### Records provided
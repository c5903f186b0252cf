//! Centroid command

use crate::input::read_participants;
use anyhow::{bail, Result};
use meetpoint_geo::{centroid, sanitize};
use owo_colors::OwoColorize;
use std::path::Path;

/// Print the centroid of the valid participants
pub fn run(path: &Path, format: &str) -> Result<()> {
    let sanitized = sanitize(read_participants(path)?);
    let Some(center) = centroid(&sanitized.valid) else {
        bail!("no participant has a valid coordinate");
    };

    if format == "json" {
        let output = serde_json::json!({
            "centroid": center,
            "participants": sanitized.valid.len(),
            "excluded_participants": sanitized.excluded,
        });
        println!("{}", serde_json::to_string_pretty(&output)?);
        return Ok(());
    }

    println!(
        "{} {:.6}, {:.6}",
        "Centroid:".bold(),
        center.latitude,
        center.longitude
    );
    println!("  from {} participant location(s)", sanitized.valid.len());
    if sanitized.excluded > 0 {
        println!(
            "  {}",
            format!("{} skipped for invalid coordinates", sanitized.excluded).yellow()
        );
    }
    Ok(())
}
// Copyright 2019-2021 Parity Technologies (UK) Ltd.
// This file is part of metareg.
//
// metareg is free software: you can redistribute it and/or modify
// it under the terms of the GNU General Public License as published by
// the Free Software Foundation, either version 3 of the License, or
// (at your option) any later version.
//
// metareg is distributed in the hope that it will be useful,
// but WITHOUT ANY WARRANTY; without even the implied warranty of
// MERCHANTABILITY or FITNESS FOR A PARTICULAR PURPOSE.  See the
// GNU General Public License for more details.
//
// You should have received a copy of the GNU General Public License
// along with metareg.  If not, see <http://www.gnu.org/licenses/>.

use metareg_common::SpecVersion;
use metareg_core::{
	codec::{DecodeValueError, EncodeValueError},
	decoder::{DecodeError, Extrinsic, StorageDecodeError},
	encoder::EncodeError,
	metadata::MetadataError,
};
use metareg_legacy::{DefinitionsError, LegacyError, TypeError};
use thiserror::Error;

#[derive(Debug, Error)]
pub enum Error {
	#[error("Decoding extrinsics failed {source}")]
	Extrinsics {
		#[source]
		source: DecodeError,
		ext: Vec<Extrinsic<'static>>,
	},
	#[error(transparent)]
	Decode(#[from] DecodeError),
	#[error(transparent)]
	DecodeValue(#[from] DecodeValueError),
	#[error(transparent)]
	EncodeValue(#[from] EncodeValueError),
	#[error(transparent)]
	Encode(#[from] EncodeError),
	#[error(transparent)]
	Storage(#[from] StorageDecodeError),
	#[error(transparent)]
	Metadata(#[from] MetadataError),
	#[error(transparent)]
	Legacy(#[from] LegacyError),
	#[error(transparent)]
	Definitions(#[from] DefinitionsError),
	#[error(transparent)]
	Type(#[from] TypeError),
	#[error("{0} bytes were left over after decoding")]
	TrailingBytes(usize),
	#[error("No metadata has been registered")]
	NoMetadata,
	#[error("Spec Version {0} not registered with decoder")]
	SpecVersionNotFound(SpecVersion),
	#[error("{0} not found in the metadata")]
	NotFound(String),
	#[error("Bytes do not belong to {pallet}.{item}")]
	Mismatch { pallet: String, item: String },
	#[error("Unexpected shape while decoding {0}")]
	UnexpectedShape(&'static str),
}
// Copyright 2019-2021 Parity Technologies (UK) Ltd.
// This file is part of metareg.
//
// metareg is free software: you can redistribute it and/or modify
// it under the terms of the GNU General Public License as published by
// the Free Software Foundation, either version 3 of the License, or
// (at your option) any later version.
//
// metareg is distributed in the hope that it will be useful,
// but WITHOUT ANY WARRANTY; without even the implied warranty of
// MERCHANTABILITY or FITNESS FOR A PARTICULAR PURPOSE.  See the
// GNU General Public License for more details.
//
// You should have received a copy of the GNU General Public License
// along with metareg.  If not, see <http://www.gnu.org/licenses/>.

//! Turn untyped JSON into a [`Value`]. The result is shaped only by the JSON
//! itself; the encoder does the work of fitting it to a concrete type.

use super::{Composite, Primitive, Value, ValueDef};

#[derive(Debug, Clone, PartialEq, thiserror::Error)]
pub enum JsonValueError {
	#[error("fractional numbers cannot be SCALE encoded: {0}")]
	Fractional(String),
	#[error("number {0} is out of range")]
	OutOfRange(String),
}

impl TryFrom<&serde_json::Value> for Value<()> {
	type Error = JsonValueError;

	fn try_from(json: &serde_json::Value) -> Result<Self, Self::Error> {
		use serde_json::Value as Json;
		let value = match json {
			Json::Null => Value::unit(),
			Json::Bool(b) => Value::bool(*b),
			Json::Number(n) => Value::new(ValueDef::Primitive(number(n)?)),
			Json::String(s) => Value::string(s.clone()),
			Json::Array(items) => {
				let values = items.iter().map(Value::try_from).collect::<Result<Vec<_>, _>>()?;
				Value::new(ValueDef::Composite(Composite::Unnamed(values)))
			}
			Json::Object(fields) => {
				let values = fields
					.iter()
					.map(|(k, v)| Ok((k.clone(), Value::try_from(v)?)))
					.collect::<Result<Vec<_>, JsonValueError>>()?;
				Value::new(ValueDef::Composite(Composite::Named(values)))
			}
		};
		Ok(value)
	}
}

impl TryFrom<serde_json::Value> for Value<()> {
	type Error = JsonValueError;

	fn try_from(json: serde_json::Value) -> Result<Self, Self::Error> {
		Value::try_from(&json)
	}
}

fn number(n: &serde_json::Number) -> Result<Primitive, JsonValueError> {
	if let Some(n) = n.as_u64() {
		return Ok(Primitive::U64(n));
	}
	if let Some(n) = n.as_i64() {
		return Ok(Primitive::I64(n));
	}
	// Anything bigger only survives parsing thanks to arbitrary precision numbers.
	let repr = n.to_string();
	if repr.contains(['.', 'e', 'E']) {
		return Err(JsonValueError::Fractional(repr));
	}
	if let Ok(n) = repr.parse::<u128>() {
		return Ok(Primitive::U128(n));
	}
	repr.parse::<i128>().map(Primitive::I128).map_err(|_| JsonValueError::OutOfRange(repr))
}
// Copyright 2019-2021 Parity Technologies (UK) Ltd.
// This file is part of metareg.
//
// metareg is free software: you can redistribute it and/or modify
// it under the terms of the GNU General Public License as published by
// the Free Software Foundation, either version 3 of the License, or
// (at your option) any later version.
//
// metareg is distributed in the hope that it will be useful,
// but WITHOUT ANY WARRANTY; without even the implied warranty of
// MERCHANTABILITY or FITNESS FOR A PARTICULAR PURPOSE.  See the
// GNU General Public License for more details.
//
// You should have received a copy of the GNU General Public License
// along with metareg.  If not, see <http://www.gnu.org/licenses/>.

use super::{
	convert, into_metadata, Constant, Event, Extrinsic, Function, Module, ModuleError, ModuleStorage, StorageEntry,
	StorageEntryKind,
};
use crate::{definitions::Definitions, LegacyError};
use frame_metadata::v12::{self, RuntimeMetadataV12};
use metareg_common::StorageHasher;
use metareg_core::{metadata::StorageEntryModifier, Metadata};

pub(super) fn decode(meta: RuntimeMetadataV12, definitions: &Definitions) -> Result<Metadata, LegacyError> {
	let modules = convert(meta.modules)?.into_iter().map(module).collect::<Result<Vec<_>, _>>()?;
	let extrinsic = Extrinsic {
		version: meta.extrinsic.version,
		signed_extensions: meta.extrinsic.signed_extensions.into_iter().map(convert).collect::<Result<_, _>>()?,
	};
	into_metadata(12, modules, extrinsic, definitions)
}

fn module(module: v12::ModuleMetadata) -> Result<Module, LegacyError> {
	let storage = match module.storage {
		Some(storage) => {
			let storage = convert(storage)?;
			let entries = convert(storage.entries)?.into_iter().map(storage_entry).collect::<Result<_, _>>()?;
			Some(ModuleStorage { prefix: convert(storage.prefix)?, entries })
		}
		None => None,
	};
	let calls = match module.calls {
		Some(calls) => Some(convert(calls)?.into_iter().map(function).collect::<Result<_, _>>()?),
		None => None,
	};
	let events = match module.event {
		Some(events) => Some(convert(events)?.into_iter().map(event).collect::<Result<_, _>>()?),
		None => None,
	};
	let constants = convert(module.constants)?.into_iter().map(constant).collect::<Result<_, _>>()?;
	let errors = convert(module.errors)?
		.into_iter()
		.map(|e| Ok(ModuleError { name: convert(e.name)?, docs: convert(e.documentation)? }))
		.collect::<Result<_, LegacyError>>()?;

	Ok(Module {
		name: convert(module.name)?,
		index: Some(module.index),
		storage,
		calls,
		events,
		constants,
		errors,
	})
}

fn function(call: v12::FunctionMetadata) -> Result<Function, LegacyError> {
	let arguments = convert(call.arguments)?
		.into_iter()
		.map(|arg| Ok((convert(arg.name)?, convert(arg.ty)?)))
		.collect::<Result<_, LegacyError>>()?;
	Ok(Function { name: convert(call.name)?, arguments, docs: convert(call.documentation)? })
}

fn event(event: v12::EventMetadata) -> Result<Event, LegacyError> {
	Ok(Event {
		name: convert(event.name)?,
		arguments: convert(event.arguments)?,
		docs: convert(event.documentation)?,
	})
}

fn constant(constant: v12::ModuleConstantMetadata) -> Result<Constant, LegacyError> {
	Ok(Constant {
		name: convert(constant.name)?,
		ty: convert(constant.ty)?,
		value: convert(constant.value)?,
		docs: convert(constant.documentation)?,
	})
}

fn storage_entry(entry: v12::StorageEntryMetadata) -> Result<StorageEntry, LegacyError> {
	let ty = match entry.ty {
		v12::StorageEntryType::Plain(ty) => StorageEntryKind::Plain(convert(ty)?),
		v12::StorageEntryType::Map { hasher: h, key, value, .. } => {
			StorageEntryKind::Map { hashers: vec![hasher(&h)], keys: vec![convert(key)?], value: convert(value)? }
		}
		v12::StorageEntryType::DoubleMap { hasher: h1, key1, key2, value, key2_hasher: h2 } => StorageEntryKind::Map {
			hashers: vec![hasher(&h1), hasher(&h2)],
			keys: vec![convert(key1)?, convert(key2)?],
			value: convert(value)?,
		},
	};
	let modifier = match entry.modifier {
		v12::StorageEntryModifier::Optional => StorageEntryModifier::Optional,
		v12::StorageEntryModifier::Default => StorageEntryModifier::Default,
	};
	Ok(StorageEntry {
		name: convert(entry.name)?,
		modifier,
		ty,
		default: convert(entry.default)?,
		docs: convert(entry.documentation)?,
	})
}

fn hasher(hasher: &v12::StorageHasher) -> StorageHasher {
	match hasher {
		v12::StorageHasher::Blake2_128 => StorageHasher::Blake2_128,
		v12::StorageHasher::Blake2_256 => StorageHasher::Blake2_256,
		v12::StorageHasher::Blake2_128Concat => StorageHasher::Blake2_128Concat,
		v12::StorageHasher::Twox128 => StorageHasher::Twox128,
		v12::StorageHasher::Twox256 => StorageHasher::Twox256,
		v12::StorageHasher::Twox64Concat => StorageHasher::Twox64Concat,
		v12::StorageHasher::Identity => StorageHasher::Identity,
	}
}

### Work instructions
The lines to return are those in the records above that hold the word "bail".

### Answer to this exercise
use anyhow::{bail, Result};
        bail!("no participant has a valid coordinate");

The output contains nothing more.